2-As has been stated before, Linux uses its RAM as a page cache where filesystem writes are buffered (not always, depends on how the file is opened...see O_DIRECT flag). This essentially means that the data can be flushed periodically. Somebody posted som sysctl parameters which were essentially delaying the flush.

One thing you can try to confirm the above, change the location of the swap files in Edit->global Prefrences to NOT point to /tmp but to some location on /home/username//...... You will notice a significant decrease in swap performance in Linux.

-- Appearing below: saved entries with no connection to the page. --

//! HTML page handlers for the public site and the admin panel.
//!
//! Pages are rendered as inline HTML strings; there is no template engine
//! and no static file serving in this surface.

use axum::response::Html;

use crate::server::session::{AdminIdentity, OptionalAdmin};

const PAGE_STYLE: &str = "\
body { font-family: Arial, sans-serif; margin: 0; } \
header { background:#111; color:#fff; padding:16px; } \
main { padding: 24px; } \
.card { border:1px solid #ddd; border-radius:8px; padding:16px; margin-bottom:16px; } \
input, textarea { display:block; margin:8px 0; padding:8px; width:280px; } \
button { padding:8px 16px; }";

fn page(title: &str, body: &str) -> String {
    format!(
        r#"<!doctype html>
<html>
  <head>
    <meta charset="utf-8" />
    <meta name="viewport" content="width=device-width, initial-scale=1" />
    <title>{title}</title>
    <style>{PAGE_STYLE}</style>
  </head>
  <body>
{body}
  </body>
</html>"#
    )
}

/// GET / - public landing page.
pub async fn home_page() -> Html<String> {
    let body = r#"    <header>
      <h1>Marquee</h1>
      <p>Talent directory and booking requests.</p>
    </header>
    <main>
      <div class="card">
        <h2>Talent Directory</h2>
        <p>Browse our talents via <code>GET /api/talents</code>.</p>
      </div>
      <div class="card">
        <h2>Request a Booking</h2>
        <p>Submit a booking request via <code>POST /api/bookings</code>.</p>
      </div>
      <div class="card">
        <h2>Questions</h2>
        <p>Reach us via <code>POST /api/questions</code>.</p>
      </div>
    </main>"#;

    Html(page("Marquee", body))
}

/// GET /admin - admin page.
///
/// Branches on the session cookie: a valid session renders the panel,
/// anything else renders the login form. The page itself never rejects;
/// the data it loads is gated separately.
pub async fn admin_page(OptionalAdmin(identity): OptionalAdmin) -> Html<String> {
    match identity {
        Some(identity) => Html(page("Marquee Admin", &admin_panel(&identity))),
        None => Html(page("Marquee Admin Login", LOGIN_FORM)),
    }
}

const LOGIN_FORM: &str = r#"    <header>
      <h1>Admin Login</h1>
    </header>
    <main>
      <div class="card">
        <form id="login-form">
          <input type="text" id="username" placeholder="Username" autocomplete="username" />
          <input type="password" id="password" placeholder="Password" autocomplete="current-password" />
          <button type="submit">Log in</button>
        </form>
        <p id="login-status"></p>
      </div>
      <script>
        document.getElementById('login-form').addEventListener('submit', async (e) => {
          e.preventDefault();
          const res = await fetch('/admin/login', {
            method: 'POST',
            headers: { 'Content-Type': 'application/json' },
            body: JSON.stringify({
              username: document.getElementById('username').value,
              password: document.getElementById('password').value,
            }),
          });
          if (res.ok) { location.reload(); }
          else { document.getElementById('login-status').textContent = 'Login failed.'; }
        });
      </script>
    </main>"#;

fn admin_panel(identity: &AdminIdentity) -> String {
    format!(
        r#"    <header>
      <h1>Admin Panel</h1>
      <p>Signed in as {subject}</p>
    </header>
    <main>
      <div class="card">
        <h2>Bookings</h2>
        <pre id="bookings">Loading…</pre>
      </div>
      <div class="card">
        <h2>Questions</h2>
        <pre id="questions">Loading…</pre>
      </div>
      <div class="card">
        <button id="logout">Log out</button>
      </div>
      <script>
        async function load(path, el) {{
          const res = await fetch(path);
          document.getElementById(el).textContent = res.ok
            ? JSON.stringify(await res.json(), null, 2)
            : 'Failed to load (' + res.status + ')';
        }}
        load('/api/admin/bookings', 'bookings');
        load('/api/admin/questions', 'questions');
        document.getElementById('logout').addEventListener('click', async () => {{
          await fetch('/admin/logout', {{ method: 'POST' }});
          location.reload();
        }});
      </script>
    </main>"#,
        subject = identity.subject
    )
}

#[cfg(test)]
mod tests {
    use super::*;

    #[test]
    fn home_page_has_directory_card() {
        let html = page("Marquee", "    <h2>Talent Directory</h2>");
        assert!(html.contains("<!doctype html>"));
        assert!(html.contains("Talent Directory"));
    }

    #[test]
    fn admin_panel_shows_subject() {
        let identity = AdminIdentity {
            subject: "admin".to_string(),
            role: "admin".to_string(),
        };
        let html = admin_panel(&identity);
        assert!(html.contains("Signed in as admin"));
        assert!(html.contains("/api/admin/bookings"));
    }

    #[test]
    fn login_form_posts_to_login() {
        assert!(LOGIN_FORM.contains("/admin/login"));
        assert!(LOGIN_FORM.contains("type=\"password\""));
    }
}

Conclusion is that RAM is still king for swapping...If you cannot afford a lot of RAM, usding an SSD is still a good bet as you get good sequential write performance. However, if you use the multi swap setup in PIxInsight, I suspect what you will see is a decrease in performance as you will get smaller random writes...

Below some Results

Swap on Sata SSD with PixInsight configured to swap on /tmp
http://pixinsight.com/benchmark/benchmark-report.php?sn=47VTKXF14E50FJ7B3P8T3R7V692WB3S4

Swap on Sata SSD with PixInsight configured to swap on /home
http://pixinsight.com/benchmark/benchmark-report.php?sn=YVE7U2X3MOOOQL74LH6E2T4YS3EVILYS

Swap on PCIe SSD - Not using /tmp swapping on actual drive
http://pixinsight.com/benchmark/benchmark-report.php?sn=WMGIY4SUY5TC66OPRLHZ7W754W3H9Y4K

Swap

Moussa

Juan Conejero · « **Reply #79 on:** 2014 July 05 11:29:09 »

Hi Moussa,

Quote

One thing you can try to confirm the above, change the location of the swap files in Edit->global Prefrences to NOT point to /tmp but to some location on /home/username//...... You will notice a significant decrease in swap performance in Linux.

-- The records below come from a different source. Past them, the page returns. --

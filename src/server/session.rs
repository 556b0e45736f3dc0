//! Admin session tokens and the cookie-based session gate.
//!
//! The admin account authenticates once via `/admin/login`; the resulting
//! HS256-signed token travels in an HTTP-only cookie. Handlers opt into
//! the gate through the [`AdminSession`] extractor:
//!
//! ```rust,ignore
//! async fn admin_handler(AdminSession(identity): AdminSession) -> impl IntoResponse {
//!     format!("Hello, {}!", identity.subject)
//! }
//! ```
//!
//! Verification failures never panic and never leak library errors: a
//! missing cookie, a malformed or re-signed token, and an expired token
//! each map to a typed 401 rejection with no handler-level fallback.

use axum::{
    async_trait,
    extract::FromRequestParts,
    http::{header, request::Parts, HeaderMap},
    response::{IntoResponse, Response},
};
use jsonwebtoken::{decode, encode, DecodingKey, EncodingKey, Header, Validation};
use serde::{Deserialize, Serialize};

use crate::config::AuthConfig;
use crate::errors::{SiteError, SiteResult};
use crate::server::api_error::{ApiError, ErrorCode};
use crate::server::handlers::AppState;

/// Name of the cookie carrying the session token.
pub const SESSION_COOKIE: &str = "marquee_session";

/// Session token claims.
#[derive(Debug, Serialize, Deserialize, Clone)]
pub struct Claims {
    /// Subject: the admin username the token was issued to
    pub sub: String,
    /// Role the subject authenticated as
    pub role: String,
    /// Issued at (Unix timestamp)
    pub iat: u64,
    /// Expiration time (Unix timestamp)
    pub exp: u64,
}

/// Identity attached to a request once the session gate passes.
#[derive(Debug, Clone)]
pub struct AdminIdentity {
    pub subject: String,
    pub role: String,
}

/// Session gate failures.
#[derive(Debug, Clone)]
pub enum SessionError {
    /// No session cookie on the request
    MissingCookie,
    /// Token failed signature or structural verification
    InvalidToken,
    /// Token expiry has passed
    TokenExpired,
}

impl std::fmt::Display for SessionError {
    fn fmt(&self, f: &mut std::fmt::Formatter<'_>) -> std::fmt::Result {
        match self {
            SessionError::MissingCookie => write!(f, "missing session cookie"),
            SessionError::InvalidToken => write!(f, "invalid session token"),
            SessionError::TokenExpired => write!(f, "session token has expired"),
        }
    }
}

impl std::error::Error for SessionError {}

impl IntoResponse for SessionError {
    fn into_response(self) -> Response {
        let code = match self {
            SessionError::MissingCookie => ErrorCode::MissingSession,
            SessionError::InvalidToken => ErrorCode::InvalidSession,
            SessionError::TokenExpired => ErrorCode::SessionExpired,
        };
        ApiError::new(code).into_response()
    }
}

/// Signing and verification keys for admin session tokens.
#[derive(Clone)]
pub struct SessionKeys {
    encoding_key: EncodingKey,
    decoding_key: DecodingKey,
    validation: Validation,
    ttl_secs: u64,
}

impl SessionKeys {
    /// Create session keys from a raw secret and token lifetime.
    pub fn new(secret: &str, ttl_secs: u64) -> Self {
        let mut validation = Validation::new(jsonwebtoken::Algorithm::HS256);
        validation.validate_exp = true;

        Self {
            encoding_key: EncodingKey::from_secret(secret.as_bytes()),
            decoding_key: DecodingKey::from_secret(secret.as_bytes()),
            validation,
            ttl_secs,
        }
    }

    /// Create session keys from the auth configuration.
    pub fn from_config(config: &AuthConfig) -> SiteResult<Self> {
        if config.session_secret.is_empty() {
            return Err(SiteError::Config(
                "session_secret is required for session signing".to_string(),
            ));
        }

        Ok(Self::new(&config.session_secret, config.session_ttl_secs))
    }

    /// Token lifetime in seconds.
    pub fn ttl_secs(&self) -> u64 {
        self.ttl_secs
    }

    /// Sign a new session token for the given subject and role.
    pub fn sign(&self, subject: &str, role: &str) -> SiteResult<String> {
        let now = std::time::SystemTime::now()
            .duration_since(std::time::UNIX_EPOCH)
            .map_err(|e| SiteError::Session(format!("system time error: {e}")))?
            .as_secs();

        let claims = Claims {
            sub: subject.to_string(),
            role: role.to_string(),
            iat: now,
            exp: now + self.ttl_secs,
        };

        encode(&Header::default(), &claims, &self.encoding_key)
            .map_err(|e| SiteError::Session(format!("failed to sign token: {e}")))
    }

    /// Verify a session token and extract its claims.
    pub fn verify(&self, token: &str) -> Result<Claims, SessionError> {
        decode::<Claims>(token, &self.decoding_key, &self.validation)
            .map(|data| data.claims)
            .map_err(|e| match e.kind() {
                jsonwebtoken::errors::ErrorKind::ExpiredSignature => SessionError::TokenExpired,
                _ => SessionError::InvalidToken,
            })
    }
}

impl std::fmt::Debug for SessionKeys {
    fn fmt(&self, f: &mut std::fmt::Formatter<'_>) -> std::fmt::Result {
        f.debug_struct("SessionKeys")
            .field("ttl_secs", &self.ttl_secs)
            .finish()
    }
}

/// Build the `Set-Cookie` value establishing a session.
pub fn session_cookie(token: &str, ttl_secs: u64) -> String {
    format!(
        "{SESSION_COOKIE}={token}; Path=/; Max-Age={ttl_secs}; HttpOnly; Secure; SameSite=Strict"
    )
}

/// Build the `Set-Cookie` value clearing the session unconditionally.
pub fn clear_session_cookie() -> String {
    format!("{SESSION_COOKIE}=; Path=/; Max-Age=0; HttpOnly; Secure; SameSite=Strict")
}

/// Extract the session token from the request's `Cookie` headers.
pub fn session_token(headers: &HeaderMap) -> Option<String> {
    for value in headers.get_all(header::COOKIE) {
        let Ok(raw) = value.to_str() else { continue };
        for pair in raw.split(';') {
            let pair = pair.trim();
            if let Some(token) = pair.strip_prefix(SESSION_COOKIE) {
                if let Some(token) = token.strip_prefix('=') {
                    return Some(token.to_string());
                }
            }
        }
    }
    None
}

/// Axum extractor enforcing the session gate.
///
/// Rejects with a 401 JSON error when the cookie is absent or the token
/// fails verification.
#[derive(Debug, Clone)]
pub struct AdminSession(pub AdminIdentity);

#[async_trait]
impl FromRequestParts<AppState> for AdminSession {
    type Rejection = SessionError;

    async fn from_request_parts(
        parts: &mut Parts,
        state: &AppState,
    ) -> Result<Self, Self::Rejection> {
        let token = session_token(&parts.headers).ok_or(SessionError::MissingCookie)?;
        let claims = state.sessions.verify(&token)?;

        Ok(AdminSession(AdminIdentity {
            subject: claims.sub,
            role: claims.role,
        }))
    }
}

/// Optional variant of the session gate.
///
/// Yields `Some(identity)` when a valid session cookie is present, `None`
/// otherwise. The admin page uses this to branch between the login form
/// and the panel.
#[derive(Debug, Clone)]
pub struct OptionalAdmin(pub Option<AdminIdentity>);

#[async_trait]
impl FromRequestParts<AppState> for OptionalAdmin {
    type Rejection = std::convert::Infallible;

    async fn from_request_parts(
        parts: &mut Parts,
        state: &AppState,
    ) -> Result<Self, Self::Rejection> {
        match AdminSession::from_request_parts(parts, state).await {
            Ok(AdminSession(identity)) => Ok(OptionalAdmin(Some(identity))),
            Err(_) => Ok(OptionalAdmin(None)),
        }
    }
}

Yes, but the Linux kernel is still much better at caching massive file I/O operations, especially sequential file access operations. It depends on the amount of RAM available. See the following benchmarks on a Linux workstation with 64 GB of RAM. In all cases the swap directories have been configured on normal filesystems (ext4), not under /tmp (approximate transfer rates between parentheses).

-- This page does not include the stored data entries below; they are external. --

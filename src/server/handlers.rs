//! Axum HTTP handlers for the Marquee API.
//!
//! Every data handler follows the same shape: check that storage is
//! configured (fail closed in demo mode), validate the body, run exactly
//! one SQL statement, return JSON. No retries, no transactions spanning
//! statements.

use std::sync::Arc;

use axum::{extract::State, http::header, response::IntoResponse, Json};
use serde::{Deserialize, Serialize};
use tracing::{info, warn};

use crate::config::SiteConfig;
use crate::errors::SiteResult;
use crate::server::api_error::{ApiError, ErrorCode};
use crate::server::database::{Booking, Database, NewBooking, NewQuestion, Question, Talent};
use crate::server::session::{
    clear_session_cookie, session_cookie, AdminSession, SessionKeys,
};
use crate::server::validation::{parse_datetime, require_field, validate_optional_not_empty};

/// Configured admin account credentials.
///
/// A single static account compared byte-for-byte at login. An empty
/// configured password disables logins entirely rather than matching an
/// empty submission.
#[derive(Debug, Clone)]
pub struct AdminCredentials {
    pub username: String,
    pub password: String,
}

impl AdminCredentials {
    /// Whether the submitted credentials match the configured account.
    pub fn matches(&self, username: &str, password: &str) -> bool {
        if self.password.is_empty() {
            return false;
        }
        self.username == username && self.password == password
    }
}

/// Shared application state for handlers.
///
/// `db` is `None` in demo mode (no connection string configured); data
/// handlers then fail closed with a typed error.
#[derive(Clone)]
pub struct AppState {
    pub db: Option<Arc<Database>>,
    pub sessions: Arc<SessionKeys>,
    pub admin: Arc<AdminCredentials>,
}

impl AppState {
    /// Build application state from the loaded configuration and an
    /// optional storage handle.
    pub fn new(config: &SiteConfig, db: Option<Arc<Database>>) -> SiteResult<Self> {
        Ok(Self {
            db,
            sessions: Arc::new(SessionKeys::from_config(&config.auth)?),
            admin: Arc::new(AdminCredentials {
                username: config.auth.admin_username.clone(),
                password: config.auth.admin_password.clone(),
            }),
        })
    }

    /// The storage backend, or a typed dependency-unavailable error.
    fn storage(&self) -> Result<&Database, ApiError> {
        self.db.as_deref().ok_or_else(ApiError::storage_unavailable)
    }
}

// ============================================================================
// Login / Logout
// ============================================================================

/// Request body for admin login.
#[derive(Debug, Deserialize)]
pub struct LoginRequest {
    #[serde(default)]
    pub username: String,
    #[serde(default)]
    pub password: String,
}

/// Acknowledgment body for login and logout.
#[derive(Debug, Serialize)]
pub struct OkResponse {
    pub ok: bool,
}

/// POST /admin/login - authenticate the admin account.
///
/// On match, issues a session token and sets it as an HTTP-only,
/// `SameSite=Strict`, `Secure` cookie. On mismatch, responds 401 with no
/// cookie.
pub async fn login_handler(
    State(state): State<AppState>,
    Json(payload): Json<LoginRequest>,
) -> Result<impl IntoResponse, ApiError> {
    if !state.admin.matches(&payload.username, &payload.password) {
        warn!(username = %payload.username, "Rejected admin login attempt");
        return Err(ApiError::new(ErrorCode::InvalidCredentials));
    }

    let token = state.sessions.sign(&payload.username, "admin")?;
    let cookie = session_cookie(&token, state.sessions.ttl_secs());

    info!(username = %payload.username, "Admin logged in");

    Ok((
        [(header::SET_COOKIE, cookie)],
        Json(OkResponse { ok: true }),
    ))
}

/// POST /admin/logout - clear the session cookie.
///
/// Always succeeds, authenticated or not.
pub async fn logout_handler() -> impl IntoResponse {
    (
        [(header::SET_COOKIE, clear_session_cookie())],
        Json(OkResponse { ok: true }),
    )
}

// ============================================================================
// Public data endpoints
// ============================================================================

/// GET /api/talents - list all talents, newest first.
pub async fn list_talents_handler(
    State(state): State<AppState>,
) -> Result<Json<Vec<Talent>>, ApiError> {
    let talents = state.storage()?.list_talents().await?;
    Ok(Json(talents))
}

/// Request body for creating a booking.
///
/// All fields optional at the serde level so presence checks surface as
/// 400 validation errors rather than body-rejection failures.
#[derive(Debug, Deserialize)]
pub struct CreateBookingRequest {
    pub talent_id: Option<String>,
    pub client_name: Option<String>,
    pub client_email: Option<String>,
    pub meeting_time: Option<String>,
}

/// POST /api/bookings - submit a booking request.
///
/// Requires non-empty `client_name` and `client_email`. `meeting_time`,
/// when present, must parse as ISO 8601; absent values are stored null.
/// The created record comes back with its server-assigned id, pending
/// status, and timestamp.
pub async fn create_booking_handler(
    State(state): State<AppState>,
    Json(payload): Json<CreateBookingRequest>,
) -> Result<Json<Booking>, ApiError> {
    let db = state.storage()?;

    let client_name = require_field(payload.client_name.as_deref(), "client_name")?;
    let client_email = require_field(payload.client_email.as_deref(), "client_email")?;

    let meeting_time = payload
        .meeting_time
        .as_deref()
        .filter(|s| !s.trim().is_empty())
        .map(|s| parse_datetime(s, "meeting_time"))
        .transpose()?;

    let booking = db
        .insert_booking(NewBooking {
            talent_id: payload.talent_id,
            client_name,
            client_email,
            meeting_time,
        })
        .await?;

    info!(booking_id = %booking.id, "Created booking request");

    Ok(Json(booking))
}

/// Request body for submitting a question.
#[derive(Debug, Deserialize)]
pub struct CreateQuestionRequest {
    pub name: Option<String>,
    pub email: Option<String>,
    pub message: Option<String>,
}

/// POST /api/questions - submit a contact-form question.
///
/// Requires a non-empty `message`; `name` and `email` are independently
/// optional and stored null when absent.
pub async fn create_question_handler(
    State(state): State<AppState>,
    Json(payload): Json<CreateQuestionRequest>,
) -> Result<Json<Question>, ApiError> {
    let db = state.storage()?;

    let message = require_field(payload.message.as_deref(), "message")?;
    validate_optional_not_empty(payload.name.as_deref(), "name")?;
    validate_optional_not_empty(payload.email.as_deref(), "email")?;

    let question = db
        .insert_question(NewQuestion {
            name: payload.name,
            email: payload.email,
            message,
        })
        .await?;

    info!(question_id = %question.id, "Created question");

    Ok(Json(question))
}

// ============================================================================
// Admin data endpoints (session gate applied uniformly)
// ============================================================================

/// GET /api/admin/bookings - list all booking requests, newest first.
pub async fn list_bookings_handler(
    AdminSession(identity): AdminSession,
    State(state): State<AppState>,
) -> Result<Json<Vec<Booking>>, ApiError> {
    info!(admin = %identity.subject, "Listing bookings");
    let bookings = state.storage()?.list_bookings().await?;
    Ok(Json(bookings))
}

/// GET /api/admin/questions - list all questions, newest first.
pub async fn list_questions_handler(
    AdminSession(identity): AdminSession,
    State(state): State<AppState>,
) -> Result<Json<Vec<Question>>, ApiError> {
    info!(admin = %identity.subject, "Listing questions");
    let questions = state.storage()?.list_questions().await?;
    Ok(Json(questions))
}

A single Samsung SSD EVO 840 1TB (1600 MiB/s):
http://pixinsight.com/benchmark/benchmark-report.php?sn=GR2PN8NW232241U6OPJ0W8YS8U0F0P7B

A single HGST Ultrastar 7K4000 4TB (rotational disk) (1600 MiB/s):
http://pixinsight.com/benchmark/benchmark-report.php?sn=ZMX5FLSFDJCU7DDEA260XMBNHTCRTM1M

Two Samsung SSD EVO 840 1TB configured for parallel swap I/O (2600 MiB/s):
http://pixinsight.com/benchmark/benchmark-report.php?sn=BX6Y7B6WI3PP131V5RMH96PRXPEJ46IS

Two Samsung SSD EVO 840 1TB + one HGST Ultrastar 7K4000 4TB for parallel swap I/O (3100 MiB/s):
http://pixinsight.com/benchmark/benchmark-report.php?sn=58HJNNWO9CEN3P0VY6QO0H634IS3XNP4

The first two benchmarks show that about the same transfer speeds can be achieved with SS and rotational disks, since most file I/O operations are being cached to RAM. The second and third benchmarks demonstrate the performance benefits of using two or more physical disk drives (with an adapter capable of the necessary bandwidth) configured for parallel swap I/O in PixInsight. Finally, this is the "normal" benchmark using tmpfs on the same machine:

A single Samsung SSD EVO 840 1TB with the default swap directory set to /tmp (2400 MiB/s)
http://pixinsight.com/benchmark/benchmark-report.php?sn=2IR809WZRVO3I37IG5GH4VM2VT9653T5

fulatoro · « **Reply #80 on:** 2014 July 05 22:46:21 »

Juan,

I agree totally with you. The Linux kernel uses the memory much better for caching file accesses. My main point is that for people trying to speed up their IO, they should not confused the high transfer speeds afforded by the Linux Page cache with the actual drive performance. Obviously, depending on how much RAM you have, you will see less or more benefit from the caching. For most people, an SSD will be cheaper than upgrading RAM from let's say 8GB to 64GB.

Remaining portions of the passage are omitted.